My blogging shall continue, and I shall be venturing forth into the semi-charted territory of podcasting, should anyone care to follow me over to
Geeklectic.com. Hope to see everyone there, whoever you are.
It's been fun. Ciao.
Reality-tunnels
In reading a bit of Robert Anton Wilson, I've been turned on to the concept of "reality tunnels." The idea is that as you grow and you experience things, you get imprinted and conditioned and learned, and you develop a certain way of looking at things. Your brain receives thousands and thousands of signals constantly, and the result of active processing and dismissal of some or all of these signals results in your reality tunnel. I don't think anyone can deny that an Aryan German in 1939 would see the world the same way as an Southern Baptist in 1975 or a San Fransiscan Linux guru in 2005 would.
I'm butchering the concept. There isn't really any way to condense the topic into a paragraph. Still, an exercise Wilson recommends is to try and adopt someone else's reality tunnel. If you're a Liberal, subscribe to Conservative magazines and become a Republican for a while. If you're an atheist, try being Catholic for a while. (He suggests doing this the same way method actors do: pretend and pretend until it becomes belief.)
I have tried doing some of these, and ultimately I have yet to develop the attention span to see it through. The problem as I see it, is that there are some people that have reality tunnels so foreign that it's like an alien mind. Take Jack "People Who Play Videogames Are Incapable Of Forming Rational Ideas" Thompson.

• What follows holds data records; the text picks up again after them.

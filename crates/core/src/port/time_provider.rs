// Time Provider Port (for testability)

/// Time provider interface (allows mocking in tests)
pub trait TimeProvider: Send + Sync {
    /// Get current time in milliseconds since epoch
    fn now_millis(&self) -> i64;

    /// Get current time in nanoseconds since epoch (latency probes)
    fn now_nanos(&self) -> i64;
}

/// System time provider (production)
pub struct SystemTimeProvider;

impl TimeProvider for SystemTimeProvider {
    fn now_millis(&self) -> i64 {
        chrono::Utc::now().timestamp_millis()
    }

    fn now_nanos(&self) -> i64 {
        // Out of range only after year 2262
        chrono::Utc::now().timestamp_nanos_opt().unwrap_or(i64::MAX)
    }
}

pub mod mocks {
    use super::*;
    use std::sync::atomic::{AtomicI64, Ordering};

    /// Manually advanced clock
    pub struct FixedTimeProvider {
        nanos: AtomicI64,
    }

    impl FixedTimeProvider {
        pub fn new(nanos: i64) -> Self {
            Self {
                nanos: AtomicI64::new(nanos),
            }
        }

    }

    impl TimeProvider for FixedTimeProvider {
        fn now_millis(&self) -> i64 {
            self.nanos.load(Ordering::SeqCst) / 1_000_000
        }

        fn now_nanos(&self) -> i64 {
            self.nanos.load(Ordering::SeqCst)
        }
    }
}
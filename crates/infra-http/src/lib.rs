// Overseer Infrastructure - HTTP Adapter
// Implements: HttpClient

pub mod reqwest_client;

pub use reqwest_client::{HttpClientConfig, ReqwestHttpClient};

Or take this dude.John Rogers put a pretty good spin on it: "The incredible mix of personal hubris and societal intolerance here is ... it is fucking MAGNIFICENT. I could not imagine talking with someone like this -- even polite elevator conversation -- for more than three seconds before the crazy physically forced me back, like an overpressure blast. Seriously. Wow." His ongoing motto also rings ridiculously true: "Everyone who wants to live in the 21st century, in this line. Everyone who wishes it was the 1800s again, over there. Good. Thanks. Good luck with that."

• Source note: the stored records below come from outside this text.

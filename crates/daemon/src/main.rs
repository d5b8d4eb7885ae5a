//! Overseer - Main Entry Point
//! Starts a System of process and remote modules, runs until Ctrl+C

mod bootstrap;
mod settings;
mod telemetry;

use anyhow::{Context, Result};
use clap::Parser;
use std::sync::Arc;
use std::time::Duration;
use tracing::{error, info, warn};
use tracing_subscriber::{fmt, layer::SubscriberExt, util::SubscriberInitExt, EnvFilter, Layer};

use overseer_core::System;
use overseer_infra_http::{HttpClientConfig, ReqwestHttpClient};
use overseer_infra_system::SubprocessLauncher;

use crate::bootstrap::{build_system, Adapters, Bootstrapped};
use crate::settings::Cli;

const VERSION: &str = env!("CARGO_PKG_VERSION");
const DEFAULT_LOG_FILTER: &str = "overseer=info";

fn init_logging() {
    let log_format = std::env::var("OVERSEER_LOG_FORMAT").unwrap_or_else(|_| "pretty".to_string());

    let env_filter =
        EnvFilter::try_from_default_env().unwrap_or_else(|_| EnvFilter::new(DEFAULT_LOG_FILTER));

    let (otel_layer, otel_error) = match telemetry::layer() {
        Ok(layer) => (layer, None),
        Err(e) => (None, Some(e)),
    };

    let fmt_layer = match log_format.as_str() {
        // Production: JSON structured logging
        "json" => fmt::layer().json().boxed(),
        // Development: Pretty formatting with colors
        _ => fmt::layer().pretty().boxed(),
    };

    tracing_subscriber::registry()
        .with(otel_layer)
        .with(env_filter)
        .with(fmt_layer)
        .init();

    if let Some(e) = otel_error {
        warn!(error = ?e, "Failed to initialize OpenTelemetry (continuing without it)");
    }
}

/// Launch process modules and probe remote ones after `System::start`
async fn run_startup(bootstrapped: &mut Bootstrapped) -> Result<()> {
    let Bootstrapped { system, startup } = bootstrapped;

    for (module, invocation) in system.modules_mut().iter_mut().zip(startup.iter()) {
        if let Some(latency) = module
            .health_check()
            .await
            .with_context(|| format!("Module '{}' is unreachable", module.name()))?
        {
            info!(module = %module.name(), latency_ms = latency.as_millis_f64(), "Health check passed");
        }

        if let Some(invocation) = invocation {
            let accepted = module
                .run(invocation.clone())
                .await
                .with_context(|| format!("Module '{}' failed to run", module.name()))?;
            info!(module = %module.name(), accepted = accepted, "Startup invocation issued");
        }
    }

    Ok(())
}

async fn shutdown(system: &mut System) -> Result<()> {
    info!("Stopping system...");
    system
        .stop()
        .await
        .context("System stop failed")?;
    info!("Shutdown complete.");
    Ok(())
}

#[tokio::main]
async fn main() -> Result<()> {
    let cli = Cli::parse();

    // 1. Initialize logging
    init_logging();
    info!("Overseer v{} starting...", VERSION);

    // 2. Load configuration
    let config = settings::load(&cli)?;
    info!(
        system = %config.name,
        modules = config.modules.len(),
        chaos = config.chaos,
        "Configuration loaded"
    );

    // 3. Setup adapters (DI wiring)
    let adapters = Adapters {
        process_launcher: Arc::new(SubprocessLauncher::new(config.env_allowlist.clone())),
        http: Arc::new(
            ReqwestHttpClient::new(HttpClientConfig {
                request_timeout: config.http_timeout_ms.map(Duration::from_millis),
                ..Default::default()
            })
            .context("HTTP client creation failed")?,
        ),
    };

    // 4. Build and start the system
    let mut bootstrapped = build_system(&config, &adapters).context("Invalid module configuration")?;
    bootstrapped
        .system
        .start()
        .await
        .context("System start failed")?;

    // 5. Health checks and startup launches
    if let Err(e) = run_startup(&mut bootstrapped).await {
        error!(error = ?e, "Startup failed");
        shutdown(&mut bootstrapped.system).await?;
        return Err(e);
    }

    info!("✅ System ready.");
    info!("Press Ctrl+C to shutdown");

    // 6. Wait for shutdown signal
    tokio::signal::ctrl_c().await?;
    info!("Shutdown signal received. Exiting gracefully...");

    // 7. Graceful shutdown (detached launches are not cancelled)
    shutdown(&mut bootstrapped.system).await
}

All I can say is, every morning read one of these quotes and be glad and happy that you don't have the same retarded beliefs.
"What college student has foremost in his (or her) mind that he is preparing to be a family leader, a godly spouse, a parent to children, and that from this base will spring his greatest effectiveness in every other area of life? None that I know."
"The very act of sending a daughter away on a mission trip for a couple weeks or on an apprenticeship for several months teaches her to have a spirit of independence that will not suit her for her calling as a helper to her husband."
"One statement caught the attention of my oldest daughter (who does a lot of home-centered work and has never been to Russia). The girl wrote: When I left Russia, I left part of my heart there. What struck both my daughter and me was this: Why is this young lady being put in a position where she is developing affections for a work that is neither her father's nor her husband's? How is she being trained for the life that God is actually calling her to as a woman?"
"Psalm 112: 1,2 says, Blessed is the man who fears the LORD, Who delights greatly in His commandments. His descendents will be mighty on earth…. How many men can say that his descendants are mighty in the earth? Perhaps part of the reason is that his descendants are scattered over the earth with no sense of connection or obligation to the rest of their extended family."
"I have six children (20, 18, 16, 14, 12, 6). All have been homeschooled from the beginning. We consider it sin to send children to public school, and we don't find most Christian schools much better."
"All [my] girls have hope chests (whether or not it is a chest) in which they are setting aside things they can use when they are married and have a family. This is a constant focus for them all, even now for six-year-old Alice. It is a form of dowry that I can offer a prospective husband along with my daughter. And it will be substantial. When we moved last December Sarah alone had nearly 60 boxes of her own things that we had to move, most of it hope chest things! It has grown since, and she has virtually everything she would need to set up house, from dishes and kitchenware, to linens, to home decorations. (I don't know what people could give as wedding gifts.)"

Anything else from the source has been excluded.